Jenny, word on the street is that you were the very first consultant at Thirty-One Gifts. So, you probably have lots of knowledge to drop on us. Why don’t we start with you sharing a little bit about yourself, what you do, and who you serve?
So, I’ve been married to my husband Jason for 27 years. And, we have three grown children. So, we have an empty nest, which is amazing. We have two grandchildren; we love loving on them. We also have a dog, Leo; he’s our Shih Tzu. He is now our baby. And, we live in Chattanooga, Tennessee. And, like you said, I was the first consultant to join Thirty-One, 20 years ago, in November of 2003. And basically, I now serve my team and my leaders. So, I do have the Number One selling team in the company, and my first-line team is 1,200, and I have lots of leaders. So, that keeps me very, very busy, but I absolutely love it.
So, when you joined, did you know you were the first person that said “yes” to this opportunity?
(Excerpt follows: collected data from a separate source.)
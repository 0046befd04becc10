// Beacon Relay - Gateway work-dispatch core
// Copyright (c) 2025 David Martin Venti
//
// Dual-licensed under AGPL-3.0 and Commercial License.
// See LICENSE file for details.

//! Fixed-size worker thread pool
//!
//! Jobs are a shared function plus one argument and a priority tag. They sit
//! in a FIFO job queue guarded by a mutex; a counting semaphore signals
//! non-emptiness so idle workers block instead of spinning. The pool never
//! reorders jobs: priority is decided by whoever submits.
//!
//! ```rust
//! use std::sync::atomic::{AtomicUsize, Ordering};
//! use std::sync::Arc;
//! use beacon_relay::{JobFn, WorkerPool};
//!
//! let pool: WorkerPool<usize> = WorkerPool::new(2).unwrap();
//! let total = Arc::new(AtomicUsize::new(0));
//! let sum: JobFn<usize> = {
//!     let total = Arc::clone(&total);
//!     Arc::new(move |n: usize| {
//!         total.fetch_add(n, Ordering::SeqCst);
//!     })
//! };
//! for n in 1..=4 {
//!     pool.submit(sum.clone(), n, 0).unwrap();
//! }
//! pool.shutdown();
//! assert_eq!(total.load(Ordering::SeqCst), 10);
//! ```

use std::cell::Cell;
use std::fmt;
use std::panic::{self, AssertUnwindSafe};
use std::sync::atomic::{AtomicU64, Ordering};
use std::sync::Arc;
use std::thread::{self, JoinHandle};

use parking_lot::{Condvar, Mutex};
use thiserror::Error;

use crate::error::PoolError;
use crate::list::IndexQueue;

thread_local! {
    static WORKER_ID: Cell<Option<usize>> = const { Cell::new(None) };
}

/// Identifier of the pool worker running on this thread, if any
pub fn current_worker_id() -> Option<usize> {
    WORKER_ID.with(|id| id.get())
}

/// Function shared by every job of one kind
pub type JobFn<A> = Arc<dyn Fn(A) + Send + Sync>;

/// One unit of work: a function, its argument and a priority tag
pub struct Job<A> {
    function: JobFn<A>,
    arg: A,
    priority: u32,
}

impl<A> Job<A> {
    /// Bundle a function with its argument
    pub fn new(function: JobFn<A>, arg: A, priority: u32) -> Self {
        Self {
            function,
            arg,
            priority,
        }
    }

    /// Priority the submitter attached to this job
    pub fn priority(&self) -> u32 {
        self.priority
    }

    /// Borrow the argument
    pub fn arg(&self) -> &A {
        &self.arg
    }

    /// Drop the function and keep the argument
    pub fn into_arg(self) -> A {
        self.arg
    }

    fn run(self) {
        (self.function)(self.arg)
    }
}

impl<A> fmt::Debug for Job<A> {
    fn fmt(&self, f: &mut fmt::Formatter<'_>) -> fmt::Result {
        f.debug_struct("Job")
            .field("priority", &self.priority)
            .finish_non_exhaustive()
    }
}

/// Submission refused because the pool is shutting down
///
/// Carries the job back so its argument is not lost.
#[derive(Error)]
#[error("worker pool is shutting down")]
pub struct Rejected<A>(pub Job<A>);

impl<A> Rejected<A> {
    /// Recover the rejected job's argument
    pub fn into_arg(self) -> A {
        self.0.into_arg()
    }
}

impl<A> fmt::Debug for Rejected<A> {
    fn fmt(&self, f: &mut fmt::Formatter<'_>) -> fmt::Result {
        f.debug_tuple("Rejected").field(&self.0).finish()
    }
}

/// Counting semaphore
struct Semaphore {
    permits: Mutex<usize>,
    available: Condvar,
}

impl Semaphore {
    fn new() -> Self {
        Self {
            permits: Mutex::new(0),
            available: Condvar::new(),
        }
    }

    fn acquire(&self) {
        let mut permits = self.permits.lock();
        while *permits == 0 {
            self.available.wait(&mut permits);
        }
        *permits -= 1;
    }

    fn release(&self, n: usize) {
        let mut permits = self.permits.lock();
        *permits += n;
        if n == 1 {
            self.available.notify_one();
        } else {
            self.available.notify_all();
        }
    }
}

struct JobQueue<A> {
    jobs: IndexQueue<Job<A>>,
    keep_alive: bool,
}

#[derive(Default)]
struct ThreadCounts {
    alive: usize,
    working: usize,
}

struct Shared<A> {
    queue: Mutex<JobQueue<A>>,
    semaphore: Semaphore,
    counts: Mutex<ThreadCounts>,
    counts_changed: Condvar,
    executed: AtomicU64,
    panicked: AtomicU64,
}

impl<A> Shared<A> {
    fn worker_loop(&self, id: usize) {
        WORKER_ID.with(|cell| cell.set(Some(id)));
        {
            let mut counts = self.counts.lock();
            counts.alive += 1;
            self.counts_changed.notify_all();
        }

        loop {
            self.semaphore.acquire();

            let job = {
                let mut queue = self.queue.lock();
                match queue.jobs.pop_front() {
                    Some(job) => job,
                    None if queue.keep_alive => continue,
                    None => break,
                }
            };

            self.counts.lock().working += 1;
            let outcome = panic::catch_unwind(AssertUnwindSafe(|| job.run()));
            self.counts.lock().working -= 1;

            self.executed.fetch_add(1, Ordering::Relaxed);
            if outcome.is_err() {
                self.panicked.fetch_add(1, Ordering::Relaxed);
                log::error!("worker {}: job panicked", id);
            }
        }

        let mut counts = self.counts.lock();
        counts.alive -= 1;
        self.counts_changed.notify_all();
        log::debug!("worker {} exiting", id);
    }

    /// Stop accepting jobs. Returns false if the pool was already stopping.
    fn close(&self) -> bool {
        let mut queue = self.queue.lock();
        std::mem::replace(&mut queue.keep_alive, false)
    }
}

/// Fixed set of threads executing submitted jobs in FIFO order
pub struct WorkerPool<A: Send + 'static> {
    shared: Arc<Shared<A>>,
    handles: Mutex<Vec<JoinHandle<()>>>,
    size: usize,
}

impl<A: Send + 'static> WorkerPool<A> {
    /// Start `n_threads` workers and wait until all of them are live
    pub fn new(n_threads: usize) -> Result<Self, PoolError> {
        if n_threads == 0 {
            return Err(PoolError::NoWorkers);
        }

        let shared = Arc::new(Shared {
            queue: Mutex::new(JobQueue {
                jobs: IndexQueue::with_capacity(n_threads * 4),
                keep_alive: true,
            }),
            semaphore: Semaphore::new(),
            counts: Mutex::new(ThreadCounts::default()),
            counts_changed: Condvar::new(),
            executed: AtomicU64::new(0),
            panicked: AtomicU64::new(0),
        });

        let mut handles = Vec::with_capacity(n_threads);
        for id in 0..n_threads {
            let worker_shared = Arc::clone(&shared);
            let spawned = thread::Builder::new()
                .name(format!("relay-worker-{}", id))
                .spawn(move || worker_shared.worker_loop(id));

            match spawned {
                Ok(handle) => handles.push(handle),
                Err(e) => {
                    shared.close();
                    shared.semaphore.release(handles.len());
                    for handle in handles {
                        let _ = handle.join();
                    }
                    return Err(PoolError::StartFailure {
                        worker: id,
                        reason: e.to_string(),
                    });
                }
            }
        }

        {
            let mut counts = shared.counts.lock();
            while counts.alive < n_threads {
                shared.counts_changed.wait(&mut counts);
            }
        }
        log::info!("worker pool started with {} threads", n_threads);

        Ok(Self {
            shared,
            handles: Mutex::new(handles),
            size: n_threads,
        })
    }

    /// Queue `function(arg)` for execution
    pub fn submit(&self, function: JobFn<A>, arg: A, priority: u32) -> Result<(), Rejected<A>> {
        self.submit_job(Job::new(function, arg, priority))
    }

    /// Queue a prepared job for execution
    pub fn submit_job(&self, job: Job<A>) -> Result<(), Rejected<A>> {
        {
            let mut queue = self.shared.queue.lock();
            if !queue.keep_alive {
                return Err(Rejected(job));
            }
            queue.jobs.push_back(job);
        }
        self.shared.semaphore.release(1);
        Ok(())
    }

    /// Stop accepting jobs, let the workers drain the queue, and join them.
    ///
    /// Returns the arguments of jobs that were still queued after every
    /// worker exited; this is empty unless a worker thread died.
    pub fn shutdown(&self) -> Vec<A> {
        if self.shared.close() {
            log::info!("worker pool shutting down");
            self.shared.semaphore.release(self.size);
        }

        let handles = std::mem::take(&mut *self.handles.lock());
        for handle in handles {
            if handle.join().is_err() {
                log::error!("worker thread terminated abnormally");
            }
        }

        let mut queue = self.shared.queue.lock();
        let mut leftover = Vec::new();
        while let Some(job) = queue.jobs.pop_front() {
            leftover.push(job.into_arg());
        }
        if !leftover.is_empty() {
            log::warn!("{} jobs left unexecuted at shutdown", leftover.len());
        }
        leftover
    }

    /// True until shutdown starts
    pub fn is_running(&self) -> bool {
        self.shared.queue.lock().keep_alive
    }

    /// Number of worker threads the pool was started with
    pub fn size(&self) -> usize {
        self.size
    }

    /// Workers currently alive
    pub fn alive_count(&self) -> usize {
        self.shared.counts.lock().alive
    }

    /// Workers currently executing a job
    pub fn working_count(&self) -> usize {
        self.shared.counts.lock().working
    }

    /// Jobs waiting for a worker
    pub fn queued(&self) -> usize {
        self.shared.queue.lock().jobs.len()
    }

    /// Jobs run to completion (panicked ones included)
    pub fn executed(&self) -> u64 {
        self.shared.executed.load(Ordering::Relaxed)
    }

    /// Jobs that panicked
    pub fn panicked(&self) -> u64 {
        self.shared.panicked.load(Ordering::Relaxed)
    }
}

impl<A: Send + 'static> Drop for WorkerPool<A> {
    fn drop(&mut self) {
        self.shutdown();
    }
}

impl<A: Send + 'static> fmt::Debug for WorkerPool<A> {
    fn fmt(&self, f: &mut fmt::Formatter<'_>) -> fmt::Result {
        f.debug_struct("WorkerPool")
            .field("size", &self.size)
            .field("alive", &self.alive_count())
            .field("working", &self.working_count())
            .field("queued", &self.queued())
            .finish()
    }
}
I knew I was the first, but it wasn’t a big deal. Like, at all. I think I might have been Cindy’s second party. So, she was boots on the ground, trying to get the business started, and doing the parties herself. And, she introduced it that night and was like, “Join the team!” And I was like, “Okay, sure!” Like, I had no idea what I was getting into. How could I have possibly had any idea what was going happen next?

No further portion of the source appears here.